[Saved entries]

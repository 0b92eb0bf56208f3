//! kiteauth-file - Filesystem-backed session store.

mod store;

pub use store::FileStore;
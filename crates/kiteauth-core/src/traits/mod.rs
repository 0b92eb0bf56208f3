//! Core traits for authenticators and session stores.

mod authenticator;
mod store;

pub use authenticator::{Authenticator, LoginOutcome, RequestMethod};
pub use store::SessionStore;
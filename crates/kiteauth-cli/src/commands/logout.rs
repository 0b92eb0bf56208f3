//! Logout command implementation.

use anyhow::{Context, Result};
use clap::Args;
use tracing::warn;

use kiteauth_core::SessionStore;

use crate::cli::GlobalArgs;
use crate::context;
use crate::output;

#[derive(Args, Debug)]
pub struct LogoutArgs {}

pub async fn run(_args: LogoutArgs, global: &GlobalArgs) -> Result<()> {
    let authenticator = context::authenticator(global)?;
    let user_id = authenticator.credentials().user_id().to_string();

    let store = context::store(global)?;
    let persisted = match store.load(&user_id).await {
        Ok(session) => session,
        Err(e) => {
            warn!(error = %e, "Ignoring unreadable persisted session");
            None
        }
    };

    let Some(session) = persisted else {
        store
            .clear(&user_id)
            .await
            .context("Failed to remove session file")?;
        output::success("No active session");
        return Ok(());
    };

    authenticator
        .with_session(session)
        .into_manager()
        .logout()
        .await
        .context("Logout failed")?;

    output::success("Logged out");
    Ok(())
}
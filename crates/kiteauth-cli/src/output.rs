//! Output formatting helpers.

use anyhow::Result;
use chrono::{DateTime, Local, Utc};
use colored::Colorize;
use serde::Serialize;

use kiteauth_core::{LoginState, Session};

/// Print a success message.
pub fn success(msg: &str) {
    println!("{} {}", "✓".green(), msg);
}

/// Print an error message.
pub fn error(msg: &str) {
    eprintln!("{} {}", "✗".red(), msg);
}

/// Print a labeled field.
pub fn field(label: &str, value: &str) {
    println!("{}: {}", label.dimmed(), value);
}

/// Print a value as compact JSON.
pub fn json<T: Serialize>(value: &T) -> Result<()> {
    let json = serde_json::to_string(value)?;
    println!("{}", json);
    Ok(())
}

/// Print a value as pretty-printed JSON.
pub fn json_pretty<T: Serialize>(value: &T) -> Result<()> {
    let json = serde_json::to_string_pretty(value)?;
    println!("{}", json);
    Ok(())
}

/// Render a timestamp in local time.
pub fn timestamp(at: DateTime<Utc>) -> String {
    at.with_timezone(&Local)
        .format("%Y-%m-%d %H:%M:%S %Z")
        .to_string()
}

/// Colored login state.
pub fn state(state: LoginState) -> String {
    match state {
        LoginState::LoggedIn => state.as_str().green().to_string(),
        LoginState::Error => state.as_str().red().to_string(),
        LoginState::LoggingIn | LoginState::Idle => state.as_str().yellow().to_string(),
    }
}

/// Session fields safe to print; the access token is never included.
#[derive(Debug, Serialize)]
#[serde(rename_all = "camelCase")]
pub struct SessionSummary {
    pub user_id: String,
    pub obtained_at: DateTime<Utc>,
    #[serde(skip_serializing_if = "Option::is_none")]
    pub expires_at: Option<DateTime<Utc>>,
    pub expired: bool,
    #[serde(skip_serializing_if = "Option::is_none")]
    pub user_name: Option<String>,
}

impl From<&Session> for SessionSummary {
    fn from(session: &Session) -> Self {
        Self {
            user_id: session.user_id().to_string(),
            obtained_at: session.obtained_at(),
            expires_at: session.expires_at(),
            expired: session.is_expired(),
            user_name: session
                .metadata()
                .get("user_name")
                .and_then(|v| v.as_str())
                .map(str::to_string),
        }
    }
}

impl SessionSummary {
    /// Print the summary as labeled fields.
    pub fn print(&self) {
        field("User", &self.user_id);
        if let Some(name) = &self.user_name {
            field("Name", name);
        }
        field("Obtained", &timestamp(self.obtained_at));
        match self.expires_at {
            Some(at) => field("Expires", &timestamp(at)),
            None => field("Expires", "unknown"),
        }
        let validity = if self.expired {
            "expired".red().to_string()
        } else {
            "valid".green().to_string()
        };
        field("Token", &validity);
    }
}

#[cfg(test)]
mod tests {
    use chrono::Duration;
    use serde_json::json;

    use super::*;
    use kiteauth_core::AccessToken;

    #[test]
    fn summary_never_carries_the_token() {
        let now = Utc::now();
        let session = Session::new("AB1234", AccessToken::new("secret-token"), now)
            .with_expiry(Some(now + Duration::hours(1)))
            .with_metadata(json!({"user_name": "Test User"}));

        let summary = SessionSummary::from(&session);
        assert!(!summary.expired);
        assert_eq!(summary.user_name.as_deref(), Some("Test User"));

        let rendered = serde_json::to_string(&summary).unwrap();
        assert!(rendered.contains(r#""userId":"AB1234""#));
        assert!(!rendered.contains("secret-token"));
    }
}
//! Build script to capture git version information at compile time.

use std::process::Command;

fn main() {
    println!("cargo:rerun-if-changed=.git/HEAD");
    println!("cargo:rerun-if-changed=.git/refs/");

    let version = git_version().unwrap_or_else(|| env!("CARGO_PKG_VERSION").to_string());

    println!("cargo:rustc-env=KITEAUTH_VERSION={}", version);
}

fn git_version() -> Option<String> {
    let output = Command::new("git")
        .args(["describe", "--tags", "--always", "--dirty"])
        .output()
        .ok()?;

    if !output.status.success() {
        return None;
    }

    let version = String::from_utf8(output.stdout).ok()?;
    let version = version.trim();
    if version.is_empty() {
        return None;
    }

    Some(version.strip_prefix('v').unwrap_or(version).to_string())
}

Required work — The data above, all of it, needs to be output exactly as written.

Solution for this exercise —
repository 0b92eb0bf56208f3
//! kiteauth-file - Filesystem-backed session store.

mod store;

pub use store::FileStore;
filename crates/kiteauth-core/src/traits/mod.rs
repository 0b92eb0bf56208f3
//! Core traits for authenticators and session stores.

mod authenticator;
mod store;

pub use authenticator::{Authenticator, LoginOutcome, RequestMethod};
pub use store::SessionStore;
filename crates/kiteauth-cli/src/commands/logout.rs
repository 0b92eb0bf56208f3
//! Logout command implementation.

use anyhow::{Context, Result};
use clap::Args;
use tracing::warn;

use kiteauth_core::SessionStore;

use crate::cli::GlobalArgs;
use crate::context;
use crate::output;

#[derive(Args, Debug)]
pub struct LogoutArgs {}

pub async fn run(_args: LogoutArgs, global: &GlobalArgs) -> Result<()> {
    let authenticator = context::authenticator(global)?;
    let user_id = authenticator.credentials().user_id().to_string();

    let store = context::store(global)?;
    let persisted = match store.load(&user_id).await {
        Ok(session) => session,
        Err(e) => {
            warn!(error = %e, "Ignoring unreadable persisted session");
            None
        }
    };

    let Some(session) = persisted else {
        store
            .clear(&user_id)
            .await
            .context("Failed to remove session file")?;
        output::success("No active session");
        return Ok(());
    };

    authenticator
        .with_session(session)
        .into_manager()
        .logout()
        .await
        .context("Logout failed")?;

    output::success("Logged out");
    Ok(())
}
filename crates/kiteauth-cli/src/output.rs
//! Output formatting helpers.

use anyhow::Result;
use chrono::{DateTime, Local, Utc};
use colored::Colorize;
use serde::Serialize;

use kiteauth_core::{LoginState, Session};

/// Print a success message.
pub fn success(msg: &str) {
    println!("{} {}", "✓".green(), msg);
}

/// Print an error message.
pub fn error(msg: &str) {
    eprintln!("{} {}", "✗".red(), msg);
}

/// Print a labeled field.
pub fn field(label: &str, value: &str) {
    println!("{}: {}", label.dimmed(), value);
}

/// Print a value as compact JSON.
pub fn json<T: Serialize>(value: &T) -> Result<()> {
    let json = serde_json::to_string(value)?;
    println!("{}", json);
    Ok(())
}

/// Print a value as pretty-printed JSON.
pub fn json_pretty<T: Serialize>(value: &T) -> Result<()> {
    let json = serde_json::to_string_pretty(value)?;
    println!("{}", json);
    Ok(())
}

/// Render a timestamp in local time.
pub fn timestamp(at: DateTime<Utc>) -> String {
    at.with_timezone(&Local)
        .format("%Y-%m-%d %H:%M:%S %Z")
        .to_string()
}

/// Colored login state.
pub fn state(state: LoginState) -> String {
    match state {
        LoginState::LoggedIn => state.as_str().green().to_string(),
        LoginState::Error => state.as_str().red().to_string(),
        LoginState::LoggingIn | LoginState::Idle => state.as_str().yellow().to_string(),
    }
}

/// Session fields safe to print; the access token is never included.
#[derive(Debug, Serialize)]
#[serde(rename_all = "camelCase")]
pub struct SessionSummary {
    pub user_id: String,
    pub obtained_at: DateTime<Utc>,
    #[serde(skip_serializing_if = "Option::is_none")]
    pub expires_at: Option<DateTime<Utc>>,
    pub expired: bool,
    #[serde(skip_serializing_if = "Option::is_none")]
    pub user_name: Option<String>,
}

impl From<&Session> for SessionSummary {
    fn from(session: &Session) -> Self {
        Self {
            user_id: session.user_id().to_string(),
            obtained_at: session.obtained_at(),
            expires_at: session.expires_at(),
            expired: session.is_expired(),
            user_name: session
                .metadata()
                .get("user_name")
                .and_then(|v| v.as_str())
                .map(str::to_string),
        }
    }
}

impl SessionSummary {
    /// Print the summary as labeled fields.
    pub fn print(&self) {
        field("User", &self.user_id);
        if let Some(name) = &self.user_name {
            field("Name", name);
        }
        field("Obtained", &timestamp(self.obtained_at));
        match self.expires_at {
            Some(at) => field("Expires", &timestamp(at)),
            None => field("Expires", "unknown"),
        }
        let validity = if self.expired {
            "expired".red().to_string()
        } else {
            "valid".green().to_string()
        };
        field("Token", &validity);
    }
}

#[cfg(test)]
mod tests {
    use chrono::Duration;
    use serde_json::json;

    use super::*;
    use kiteauth_core::AccessToken;

    #[test]
    fn summary_never_carries_the_token() {
        let now = Utc::now();
        let session = Session::new("AB1234", AccessToken::new("secret-token"), now)
            .with_expiry(Some(now + Duration::hours(1)))
            .with_metadata(json!({"user_name": "Test User"}));

        let summary = SessionSummary::from(&session);
        assert!(!summary.expired);
        assert_eq!(summary.user_name.as_deref(), Some("Test User"));

        let rendered = serde_json::to_string(&summary).unwrap();
        assert!(rendered.contains(r#""userId":"AB1234""#));
        assert!(!rendered.contains("secret-token"));
    }
}
//! Build script to capture git version information at compile time.

use std::process::Command;

fn main() {
    println!("cargo:rerun-if-changed=.git/HEAD");
    println!("cargo:rerun-if-changed=.git/refs/");

    let version = git_version().unwrap_or_else(|| env!("CARGO_PKG_VERSION").to_string());

    println!("cargo:rustc-env=KITEAUTH_VERSION={}", version);
}

fn git_version() -> Option<String> {
    let output = Command::new("git")
        .args(["describe", "--tags", "--always", "--dirty"])
        .output()
        .ok()?;

    if !output.status.success() {
        return None;
    }

    let version = String::from_utf8(output.stdout).ok()?;
    let version = version.trim();
    if version.is_empty() {
        return None;
    }

    Some(version.strip_prefix('v').unwrap_or(version).to_string())
}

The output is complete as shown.